I have this dream that deprives me of sleep, even still in my sad forties: Boss and I, sitting, watching silently as those poor weeping souls float towards the sky. There’s no turkey van—just clouds surround us with angelic golden light. Then something makes me scream, shout, and wake up all in a haste. Back on Staylerry, Boss snapped out of it and shot up and we went to work. You see, when the turkey dies, its meat becomes unharvestable after awhile (I don’t know why, it just does), and that’s why it was all such a big deal, I realized. He didn’t care about those spirits.
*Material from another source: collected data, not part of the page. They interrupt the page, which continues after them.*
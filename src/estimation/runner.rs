// Worker execution context
// Runs estimation tasks on the tokio blocking pool and relays their notifications

use std::any::Any;
use std::panic::{self, AssertUnwindSafe};
use std::sync::Arc;
use tokio::runtime::{Handle, TryCurrentError};
use tokio::sync::mpsc::error::TryRecvError;
use tokio::sync::mpsc::{unbounded_channel, UnboundedReceiver};
use tokio::task::JoinHandle;
use uuid::Uuid;

use super::task::{AbortHandle, EstimationTask};
use super::types::{EstimationError, TaskEvent, TaskOutcome};
use crate::pipeline::{RunTraceEntry, TraceWriter};

/// Submits estimation tasks to worker threads.
///
/// Estimator errors and panics are caught here and forwarded as
/// `TaskEvent::Failed` so the interactive side can report them.
#[derive(Clone)]
pub struct Worker {
    runtime: Handle,
    trace: Option<Arc<TraceWriter>>,
}

impl Worker {
    pub fn new(runtime: Handle) -> Self {
        Worker {
            runtime,
            trace: None,
        }
    }

    /// Worker bound to the runtime of the calling context
    pub fn current() -> Result<Self, TryCurrentError> {
        Ok(Self::new(Handle::try_current()?))
    }

    /// Record every run in a JSONL trace
    pub fn with_trace(mut self, writer: TraceWriter) -> Self {
        self.trace = Some(Arc::new(writer));
        self
    }

    /// Start a task on the blocking pool
    pub fn submit(&self, task: EstimationTask) -> RunningTask {
        let (tx, rx) = unbounded_channel();
        let abort = task.abort_handle();
        let id = Uuid::new_v4();
        let (start, end) = (task.start(), task.end());
        let trace = self.trace.clone();

        log::info!("Submitting estimation run {} over [{}, {})", id, start, end);

        let join = self.runtime.spawn_blocking(move || {
            write_trace(&trace, RunTraceEntry::started(id, start, end));

            let outcome = panic::catch_unwind(AssertUnwindSafe(|| task.run(&tx)))
                .unwrap_or_else(|payload| {
                    Err(EstimationError::Failed(format!(
                        "estimator panicked: {}",
                        panic_message(payload.as_ref())
                    )))
                });

            match outcome {
                Ok(TaskOutcome::Completed { time }) => {
                    write_trace(&trace, RunTraceEntry::completed(id, start, end, time));
                }
                Ok(TaskOutcome::Aborted) => {
                    log::info!("Estimation run {} aborted", id);
                    write_trace(&trace, RunTraceEntry::aborted(id, start, end));
                }
                Err(e) => {
                    log::error!("Estimation run {} failed: {}", id, e);
                    write_trace(&trace, RunTraceEntry::failed(id, start, end, e.to_string()));
                    let _ = tx.send(TaskEvent::Failed(e));
                }
            }
        });

        RunningTask {
            id,
            start,
            end,
            events: rx,
            abort,
            join,
        }
    }
}

fn panic_message(payload: &(dyn Any + Send)) -> &str {
    if let Some(msg) = payload.downcast_ref::<&str>() {
        *msg
    } else if let Some(msg) = payload.downcast_ref::<String>() {
        msg.as_str()
    } else {
        "unknown panic"
    }
}

fn write_trace(trace: &Option<Arc<TraceWriter>>, entry: RunTraceEntry) {
    if let Some(writer) = trace {
        if let Err(e) = writer.write(&entry) {
            log::warn!("Failed to write run trace to {:?}: {}", writer.path(), e);
        }
    }
}

/// Interactive-side handle to a submitted task.
///
/// Dropping it aborts the task.
pub struct RunningTask {
    id: Uuid,
    start: usize,
    end: usize,
    events: UnboundedReceiver<TaskEvent>,
    abort: AbortHandle,
    join: JoinHandle<()>,
}

impl RunningTask {
    pub fn id(&self) -> Uuid {
        self.id
    }

    /// Analysis window the task was started with
    pub fn range(&self) -> (usize, usize) {
        (self.start, self.end)
    }

    /// Request cancellation. Takes effect at the task's next checkpoint.
    pub fn abort(&self) {
        self.abort.abort();
    }

    pub fn abort_handle(&self) -> AbortHandle {
        self.abort.clone()
    }

    /// Whether the worker thread has returned
    pub fn is_finished(&self) -> bool {
        self.join.is_finished()
    }

    /// Next notification without waiting
    pub fn try_recv(&mut self) -> Result<TaskEvent, TryRecvError> {
        self.events.try_recv()
    }

    /// Wait for the next notification. `None` once the worker is done
    /// and every notification has been received.
    pub async fn recv(&mut self) -> Option<TaskEvent> {
        self.events.recv().await
    }
}

impl Drop for RunningTask {
    fn drop(&mut self) {
        self.abort.abort();
    }
}

#[cfg(test)]
mod tests {
    use super::*;
    use crate::estimation::types::{EstimationError, EstimationResult, OnsetEstimator};
    use crate::pipeline::{read_trace_file, RunStage};
    use crate::record::Record;
    use std::sync::mpsc;
    use std::sync::Mutex;
    use tempfile::TempDir;

    fn test_record() -> Arc<Record> {
        Arc::new(Record::new("test", vec![0.0; 10_000], 100.0).unwrap())
    }

    fn fixed_estimator(time: usize) -> Arc<dyn OnsetEstimator> {
        Arc::new(
            move |_: &[f32], _: f64, _: f64, _: f64| -> Result<EstimationResult, EstimationError> {
                Ok(EstimationResult {
                    time,
                    aic: vec![1.0, 0.5, 2.0],
                    onset_index: 1,
                })
            },
        )
    }

    async fn collect(running: &mut RunningTask) -> Vec<TaskEvent> {
        let mut events = Vec::new();
        while let Some(event) = running.recv().await {
            events.push(event);
        }
        events
    }

    #[tokio::test]
    async fn test_submit_delivers_result_then_finished() {
        let worker = Worker::current().unwrap();
        let task = EstimationTask::new(test_record(), fixed_estimator(505), 400, 600);

        let mut running = worker.submit(task);
        assert_eq!(running.range(), (400, 600));

        let events = collect(&mut running).await;
        assert_eq!(events.len(), 2);
        assert!(matches!(&events[0], TaskEvent::PositionEstimated(r) if r.time == 505));
        assert_eq!(events[1], TaskEvent::Finished);
    }

    #[tokio::test]
    async fn test_estimator_error_is_relayed_as_failed() {
        let estimator: Arc<dyn OnsetEstimator> = Arc::new(
            |_: &[f32], _: f64, _: f64, _: f64| -> Result<EstimationResult, EstimationError> {
                Err(EstimationError::DegenerateWindow("flat signal".to_string()))
            },
        );
        let worker = Worker::current().unwrap();

        let mut running = worker.submit(EstimationTask::new(test_record(), estimator, 400, 600));
        let events = collect(&mut running).await;

        assert_eq!(
            events,
            vec![TaskEvent::Failed(EstimationError::DegenerateWindow(
                "flat signal".to_string()
            ))]
        );
    }

    #[tokio::test]
    async fn test_estimator_panic_is_relayed_as_failed() {
        let estimator: Arc<dyn OnsetEstimator> = Arc::new(
            |_: &[f32], _: f64, _: f64, _: f64| -> Result<EstimationResult, EstimationError> {
                panic!("matrix not positive definite")
            },
        );
        let temp_dir = TempDir::new().unwrap();
        let trace_path = temp_dir.path().join("runs.jsonl");
        let worker = Worker::current()
            .unwrap()
            .with_trace(TraceWriter::new(trace_path.clone()));

        let mut running = worker.submit(EstimationTask::new(test_record(), estimator, 400, 600));
        let events = collect(&mut running).await;

        assert_eq!(events.len(), 1);
        match &events[0] {
            TaskEvent::Failed(EstimationError::Failed(msg)) => {
                assert!(msg.contains("matrix not positive definite"), "{}", msg);
            }
            other => panic!("expected Failed, got {:?}", other),
        }

        let entries = read_trace_file(&trace_path).unwrap();
        assert_eq!(entries.last().map(|e| e.stage), Some(RunStage::Failed));
    }

    #[tokio::test]
    async fn test_abort_while_estimating_sends_nothing() {
        // The estimator blocks until the test has requested the abort
        let (entered_tx, entered_rx) = mpsc::channel::<()>();
        let (release_tx, release_rx) = mpsc::channel::<()>();
        let entered_tx = Mutex::new(entered_tx);
        let release_rx = Mutex::new(release_rx);
        let estimator: Arc<dyn OnsetEstimator> = Arc::new(
            move |_: &[f32], _: f64, _: f64, _: f64| -> Result<EstimationResult, EstimationError> {
                let _ = entered_tx.lock().unwrap().send(());
                let _ = release_rx.lock().unwrap().recv();
                Ok(EstimationResult {
                    time: 500,
                    aic: vec![],
                    onset_index: 0,
                })
            },
        );

        let worker = Worker::current().unwrap();
        let mut running = worker.submit(EstimationTask::new(test_record(), estimator, 400, 600));

        tokio::task::spawn_blocking(move || entered_rx.recv())
            .await
            .unwrap()
            .unwrap();
        running.abort();
        release_tx.send(()).unwrap();

        assert!(collect(&mut running).await.is_empty());
        assert!(running.abort_handle().is_aborted());
    }

    #[tokio::test]
    async fn test_runs_are_traced() {
        let temp_dir = TempDir::new().unwrap();
        let trace_path = temp_dir.path().join("runs.jsonl");
        let worker = Worker::current()
            .unwrap()
            .with_trace(TraceWriter::new(trace_path.clone()));

        let mut running =
            worker.submit(EstimationTask::new(test_record(), fixed_estimator(480), 400, 600));
        let run_id = running.id();
        collect(&mut running).await;

        // The completed line is written before the sender is dropped
        let entries = read_trace_file(&trace_path).unwrap();
        assert_eq!(entries.len(), 2);
        assert!(entries.iter().all(|e| e.run_id == run_id));
        assert_eq!(entries[0].stage, RunStage::Started);
        assert_eq!(entries[1].stage, RunStage::Completed);
        assert_eq!(entries[1].time, Some(480));
    }

    #[test]
    fn test_current_outside_runtime_fails() {
        assert!(Worker::current().is_err());
    }
}
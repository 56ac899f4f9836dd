// Seispick - interactive refinement of seismic event onsets
// Module declarations

pub mod estimation;
pub mod pipeline;
pub mod record;
pub mod session;
pub mod state;

pub use estimation::{AicPicker, EstimationTask, OnsetEstimator, Worker};
pub use record::Record;
pub use session::{CommitOutcome, RefinementSession, SessionError};
pub use state::{Document, EventStore, SettingsFile, SettingsProvider};
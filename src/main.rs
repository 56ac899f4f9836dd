// Seispick command line
// Refines one event onset of a WAV record and stores the accepted pick

use std::path::PathBuf;
use std::sync::Arc;
use thiserror::Error;
use tokio::runtime::TryCurrentError;
use tracing_subscriber::{layer::SubscriberExt, util::SubscriberInitExt};
use uuid::Uuid;

use seispick_lib::estimation::{AicPicker, Worker};
use seispick_lib::pipeline::TraceWriter;
use seispick_lib::record::{ingest_wav, RecordError};
use seispick_lib::session::{CommitOutcome, RefinementSession, SessionError};
use seispick_lib::state::{
    init_db, init_default_db, DbError, Document, SettingsError, SettingsFile,
};

const USAGE: &str = "usage: seispick <record.wav> <t_start_secs> <t_end_secs> \
[--event <uuid>] [--db <path>] [--settings <path>] [--plot <out.json>] \
[--trace <out.jsonl>] [--dry-run]";

#[derive(Debug, Error)]
enum CliError {
    #[error("{0}")]
    Usage(String),
    #[error("IO error: {0}")]
    Io(#[from] std::io::Error),
    #[error("Record error: {0}")]
    Record(#[from] RecordError),
    #[error("Database error: {0}")]
    Db(#[from] DbError),
    #[error("Settings error: {0}")]
    Settings(#[from] SettingsError),
    #[error("{0}")]
    Session(#[from] SessionError),
    #[error("Plot serialization error: {0}")]
    Json(#[from] serde_json::Error),
    #[error("No async runtime: {0}")]
    Runtime(#[from] TryCurrentError),
    #[error("Event {0} not found for this record")]
    UnknownEvent(Uuid),
}

#[derive(Debug, Default, PartialEq)]
struct Args {
    record: PathBuf,
    t_start: f64,
    t_end: f64,
    event: Option<Uuid>,
    db: Option<PathBuf>,
    settings: Option<PathBuf>,
    plot: Option<PathBuf>,
    trace: Option<PathBuf>,
    dry_run: bool,
}

fn parse_seconds(name: &str, value: Option<String>) -> Result<f64, CliError> {
    let value = value.ok_or_else(|| CliError::Usage(format!("missing {}", name)))?;
    value
        .parse()
        .map_err(|_| CliError::Usage(format!("{} must be a number, got {:?}", name, value)))
}

fn parse_args(mut args: impl Iterator<Item = String>) -> Result<Args, CliError> {
    let record = args
        .next()
        .map(PathBuf::from)
        .ok_or_else(|| CliError::Usage("missing record path".to_string()))?;
    let t_start = parse_seconds("t_start_secs", args.next())?;
    let t_end = parse_seconds("t_end_secs", args.next())?;

    let mut parsed = Args {
        record,
        t_start,
        t_end,
        ..Args::default()
    };

    while let Some(flag) = args.next() {
        if flag == "--dry-run" {
            parsed.dry_run = true;
            continue;
        }

        let value = args
            .next()
            .ok_or_else(|| CliError::Usage(format!("{} needs a value", flag)))?;
        match flag.as_str() {
            "--event" => {
                let id = Uuid::parse_str(&value)
                    .map_err(|_| CliError::Usage(format!("invalid event id {:?}", value)))?;
                parsed.event = Some(id);
            }
            "--db" => parsed.db = Some(PathBuf::from(value)),
            "--settings" => parsed.settings = Some(PathBuf::from(value)),
            "--plot" => parsed.plot = Some(PathBuf::from(value)),
            "--trace" => parsed.trace = Some(PathBuf::from(value)),
            _ => return Err(CliError::Usage(format!("unknown option {}", flag))),
        }
    }

    Ok(parsed)
}

async fn run(args: Args) -> Result<(), CliError> {
    let data = tokio::fs::read(&args.record).await?;
    let name = args
        .record
        .file_name()
        .map(|n| n.to_string_lossy().into_owned())
        .unwrap_or_else(|| args.record.display().to_string());
    let record = Arc::new(ingest_wav(&name, &data)?);
    log::info!(
        "Loaded {}: {} samples at {} Hz",
        record.name(),
        record.len(),
        record.sample_rate()
    );

    let db = match &args.db {
        Some(path) => init_db(path)?,
        None => init_default_db()?,
    };
    let mut document = Document::open(db, &record)?;

    let event = match args.event {
        Some(id) => Some(document.event(&id)?.ok_or(CliError::UnknownEvent(id))?),
        None => None,
    };

    let settings = match &args.settings {
        Some(path) => SettingsFile::load(path)?,
        None => SettingsFile::load_default()?,
    };

    let mut session = RefinementSession::open(
        Arc::clone(&record),
        Arc::new(AicPicker::new()),
        args.t_start,
        args.t_end,
        event,
        &settings,
    )?;
    let window = session.window();
    log::info!("Analysis window [{}, {})", window.start(), window.end());

    let mut worker = Worker::current()?;
    if let Some(path) = &args.trace {
        worker = worker.with_trace(TraceWriter::new(path.clone()));
    }

    session.start_estimation(&worker)?;
    session.wait().await?;
    println!("{}", session.label());

    if let Some(path) = &args.plot {
        if let Some(plot) = session.last_plot() {
            tokio::fs::write(path, plot.to_json()?).await?;
            log::info!("Wrote AIC plot data to {:?}", path);
        }
    }

    if args.dry_run {
        session.reject();
        println!("Dry run, document left unchanged");
        return Ok(());
    }

    match session.accept(&mut document)? {
        CommitOutcome::Created(event) => {
            println!("Created event {} at sample {}", event.id, event.time)
        }
        CommitOutcome::Edited(event) => {
            println!("Moved event {} to sample {}", event.id, event.time)
        }
        CommitOutcome::Unchanged => println!("Event unchanged"),
    }

    Ok(())
}

#[tokio::main]
async fn main() {
    tracing_subscriber::registry()
        .with(
            tracing_subscriber::EnvFilter::try_from_default_env()
                .unwrap_or_else(|_| "seispick=info,seispick_lib=info".into()),
        )
        .with(tracing_subscriber::fmt::layer())
        .init();

    let result = match parse_args(std::env::args().skip(1)) {
        Ok(args) => run(args).await,
        Err(e) => Err(e),
    };

    if let Err(e) = result {
        log::error!("{}", e);
        eprintln!("error: {}", e);
        if matches!(e, CliError::Usage(_)) {
            eprintln!("{}", USAGE);
        }
        std::process::exit(1);
    }
}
Simply, I had cost him four hundred bucks.
But we tried to harvest them anyway—you know, to save some money—and Boss hollered to the boys to come grab a few turks. We rushed the bodies through the assembly line with Boss yelling feverishly, Hurry up! We’re losing money! in our ears. Blood spewed as everybody’s fingers got cut, but there was simply no time for band aids while money was on the line. Cone apparatus, boiling water, gutting table. Cone apparatus, boiling water, gutting table. Cone apparatus, boiling water, gutting table. Cone apparatus, boiling water, gutting table. Cone apparatus, boiling water, gutting table. Cone apparatus, boiling water, gutting table. —That’s what happens to turkeys, even if they pile up on the other side of the van or flap their wings or kill their friends.
They all go through the cone apparatus, boiling water, and gutting table. And, of course, Bill and I cleaned the holy red turkey van after the chaos, like we always did, like janitors cleaning out The Company’s old office so The Landlord can sell it to some new money guys just so they can be slaughtered like the old ones. A shame, that Money Guy fate is.